This comment sounds wrong. A non-zero mass term would immediately imply exponentially decaying correlations, even at distances $|x-x’| \sim \ell$, where $\ell$ is the intermediate scale at which the system is a homogeneous 1d Fermi liquid. This is ruled out by direct calculation in the microscopic model, which shows that correlations decay algebraically.

« In free Dirac fermion models, this I believe at least in some cases this might be made equivalent to a curvature in a conformal model (I am not completely sure) »

The referee is right about the fact that, usually, finite curvature is associated to a finite length scale, and that correlations functions decay quickly (e.g. exponentially) at distances larger than this length scale. In that sense, the effect of finite curvature is similar to a finite mass. However, in the cases treated in this paper, we find that the curvature scales as $1/L^2$ where $L$ is the size of the system. The effect of curvature is then comparable to a finite-size correction to scaling, rather than to a finite mass.

« Another way is to have a state, say in a conformal model, that has itself an intrinsic scale (a thermal state in usual CFT is such an example - what about a space-dependent temperature?). »

Finite temperature can be ruled out for the same reason as a finite mass: it is not compatible with algebraically decaying correlation functions.

« I think the "objection" here is that the derivation shows equality of certain quantities, but does not show explicitly that the curved-space theory emerges from a theory with a potential. »

It is true that we checked our claim only for «certain quantities », namely the propagator itself. But since we are dealing with a free fermion model, the
propagator is sufficient to ensure that all higher-point correlation functions also match. In fact, it is possible to calculate the asymptotics of the propagator directly from the microscopic model. For instance, for the harmonic trap, the exact calculation boils down to using the asymptotics of Hermite polynomials at arbitrary distances (not only short distances). The result matches the prediction from field theory in curved metric.
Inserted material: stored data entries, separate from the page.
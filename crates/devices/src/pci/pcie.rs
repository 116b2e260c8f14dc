//! PCI Express capability (endpoint flavour) and Function Level Reset plumbing.

use std::any::Any;

use super::capabilities::{
    read_u16, write_u16, write_u32, ConfigBytes, PciCapability, PCI_CAP_ID_EXP,
};
use super::config::PciConfigSpace;

/// Length of a version 2 PCI Express capability structure.
pub const PCI_EXP_VER2_SIZEOF: u8 = 0x3c;

pub const PCI_EXP_FLAGS: usize = 0x02;
pub const PCI_EXP_DEVCAP: usize = 0x04;
pub const PCI_EXP_DEVCTL: usize = 0x08;
pub const PCI_EXP_DEVSTA: usize = 0x0a;
pub const PCI_EXP_LNKCAP: usize = 0x0c;
pub const PCI_EXP_LNKCTL: usize = 0x10;
pub const PCI_EXP_LNKSTA: usize = 0x12;
pub const PCI_EXP_DEVCAP2: usize = 0x24;
pub const PCI_EXP_DEVCTL2: usize = 0x28;

pub const PCI_EXP_FLAGS_VER2: u16 = 0x2;
pub const PCI_EXP_TYPE_ENDPOINT: u16 = 0x0;

pub const PCI_EXP_DEVCAP_RBER: u32 = 1 << 15;
pub const PCI_EXP_DEVCAP_FLR: u32 = 1 << 28;
pub const PCI_EXP_DEVCTL_BCR_FLR: u16 = 1 << 15;

/// Correctable/non-fatal/fatal/UR reporting enables, relaxed ordering, payload, extended tag,
/// phantom functions, aux power, no-snoop and max read request size.
const DEVCTL_WRITABLE: u16 = 0x7fff;
/// Relaxed ordering + no-snoop enabled, 512-byte max read request.
const DEVCTL_DEFAULT: u16 = 0x2810;
/// ASPM control and common clock configuration.
const LNKCTL_WRITABLE: u16 = 0x0043;
/// Completion timeout value/disable.
const DEVCTL2_WRITABLE: u16 = 0x001f;

/// x1 link at 2.5 GT/s.
const LNK_SPEED_WIDTH: u16 = 0x0011;
/// Completion timeout ranges A/B supported.
const DEVCAP2_DEFAULT: u32 = 0x0000_0013;

/// PCI Express capability for an endpoint function.
#[derive(Debug, Clone)]
pub struct PcieCapability {
    offset: u8,
    dev_cap: u32,
    dev_ctl: u16,
    link_ctl: u16,
    dev_ctl2: u16,
}

impl PcieCapability {
    pub fn endpoint() -> Self {
        Self {
            offset: 0,
            dev_cap: PCI_EXP_DEVCAP_RBER,
            dev_ctl: DEVCTL_DEFAULT,
            link_ctl: 0,
            dev_ctl2: 0,
        }
    }

    /// Advertises Function Level Reset and makes Initiate FLR writable.
    pub fn enable_flr(&mut self) {
        self.dev_cap |= PCI_EXP_DEVCAP_FLR;
    }

    pub fn flr_capable(&self) -> bool {
        self.dev_cap & PCI_EXP_DEVCAP_FLR != 0
    }

    pub fn device_control(&self) -> u16 {
        self.dev_ctl
    }

    /// Consumes a latched Initiate FLR request. The bit always reads back as zero afterwards.
    pub fn take_flr_request(&mut self) -> bool {
        let requested = self.dev_ctl & PCI_EXP_DEVCTL_BCR_FLR != 0;
        self.dev_ctl &= !PCI_EXP_DEVCTL_BCR_FLR;
        requested
    }

    pub fn reset(&mut self) {
        self.dev_ctl = DEVCTL_DEFAULT;
        self.link_ctl = 0;
        self.dev_ctl2 = 0;
    }

    fn flags(&self) -> u16 {
        PCI_EXP_FLAGS_VER2 | (PCI_EXP_TYPE_ENDPOINT << 4)
    }

    fn dev_ctl_writable(&self) -> u16 {
        if self.flr_capable() {
            DEVCTL_WRITABLE | PCI_EXP_DEVCTL_BCR_FLR
        } else {
            DEVCTL_WRITABLE
        }
    }
}

impl PciCapability for PcieCapability {
    fn id(&self) -> u8 {
        PCI_CAP_ID_EXP
    }

    fn offset(&self) -> u8 {
        self.offset
    }

    fn set_offset(&mut self, offset: u8) {
        self.offset = offset;
    }

    fn len(&self) -> u8 {
        PCI_EXP_VER2_SIZEOF
    }

    fn sync_to_config(&self, config: &mut ConfigBytes) {
        let base = self.offset as usize;
        write_u16(config, base + PCI_EXP_FLAGS, self.flags());
        write_u32(config, base + PCI_EXP_DEVCAP, self.dev_cap);
        write_u16(config, base + PCI_EXP_DEVCTL, self.dev_ctl);
        write_u16(config, base + PCI_EXP_DEVSTA, 0);
        write_u32(config, base + PCI_EXP_LNKCAP, u32::from(LNK_SPEED_WIDTH));
        write_u16(config, base + PCI_EXP_LNKCTL, self.link_ctl);
        write_u16(config, base + PCI_EXP_LNKSTA, LNK_SPEED_WIDTH);
        write_u32(config, base + PCI_EXP_DEVCAP2, DEVCAP2_DEFAULT);
        write_u16(config, base + PCI_EXP_DEVCTL2, self.dev_ctl2);
    }

    fn sync_from_config(&mut self, config: &mut ConfigBytes) {
        let base = self.offset as usize;
        self.dev_ctl = read_u16(config, base + PCI_EXP_DEVCTL) & self.dev_ctl_writable();
        self.link_ctl = read_u16(config, base + PCI_EXP_LNKCTL) & LNKCTL_WRITABLE;
        self.dev_ctl2 = read_u16(config, base + PCI_EXP_DEVCTL2) & DEVCTL2_WRITABLE;
    }

    fn as_any(&self) -> &dyn Any {
        self
    }

    fn as_any_mut(&mut self) -> &mut dyn Any {
        self
    }
}

/// Second stage of a configuration write on an FLR-capable function.
///
/// Returns true when the write touched Device Control with Initiate FLR set; the caller must then
/// reset the function. The request bit is consumed either way.
pub fn flr_write_config(config: &mut PciConfigSpace, offset: u16, size: usize) -> bool {
    let Some(cap) = config.find_capability(PCI_CAP_ID_EXP) else {
        return false;
    };
    let devctl = u16::from(cap) + PCI_EXP_DEVCTL as u16;
    let overlaps = offset < devctl + 2 && offset + size as u16 > devctl;
    if !overlaps {
        return false;
    }
    let Some(pcie) = config.capability_mut::<PcieCapability>() else {
        return false;
    };
    let requested = pcie.take_flr_request();
    config.sync_capabilities();
    requested
}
A.2) « If we are just looking at local correlations, then the derivation in the paper shows that the curved-space theory is correct. Any other implementation of the inhomogeneities reproducing the same local fermion two-point function would lead to the same correct local theory, of course. But then the claim of the authors is that the curved-space theory is the correct *large-scale* theory: it reproduces nonlocal quantities such as entanglement (or two-point functions), not just locally but also at the length scale of the inhomogeneities. Why is that so? How do we go from correct local theory to correct large-scale theory? Can we say something about large-scale correlations (e.g. how they decay) a priori (i.e. from knowledge that microscopic model is at zero temperature), even in the presence of an inhomogeneous potential, that would forbid e.g. a mass term? This is not clear as the potential might forbid us from properly taking large distance limit in correlation functions (e.g. finite or harmonic well). »

Yes, it’s possible to go from short-range correlations to large-scale correlations. This is the most important point of the paper, actually. Again,a direct calculation at large distances is possible in the case of a harmonic trap, and the result matches perfectly the prediction from the massless Dirac theory in curved metric.

« Why is a potential in the otherwise critical (low-energy) microscopic model only related to a change of geometry of the emerging field theory? The derivation is not constructive enough to allow us to understand this point. »

The external potential fixes the density profile. Since the velocity of gapless excitations is density-dependent, this directly affects the velocity $v(x)$. The velocity itself enters the action of the field theory through the metric. As the referee rightly points out, our claim is that the position-dependent metric is sufficient to grasp the effects of the external potential V(x). Our derivation is constructive in the sense that we argue that, in order to fix the underlying field theory action, we only need to know the behavior of correlation functions at the scale $\ell$ where the system is locally homogeneous.
We are flattered that the referee thinks this is non-trivial reasoning, as it is the main idea in the paper. It is supported by the perfect agreement between numerics and the exact formulas that we are able to derive in the paper. It can also be supported by exact calculations and asymptotic analysis of, say, the Hermite kernel in the case of a harmonic trap.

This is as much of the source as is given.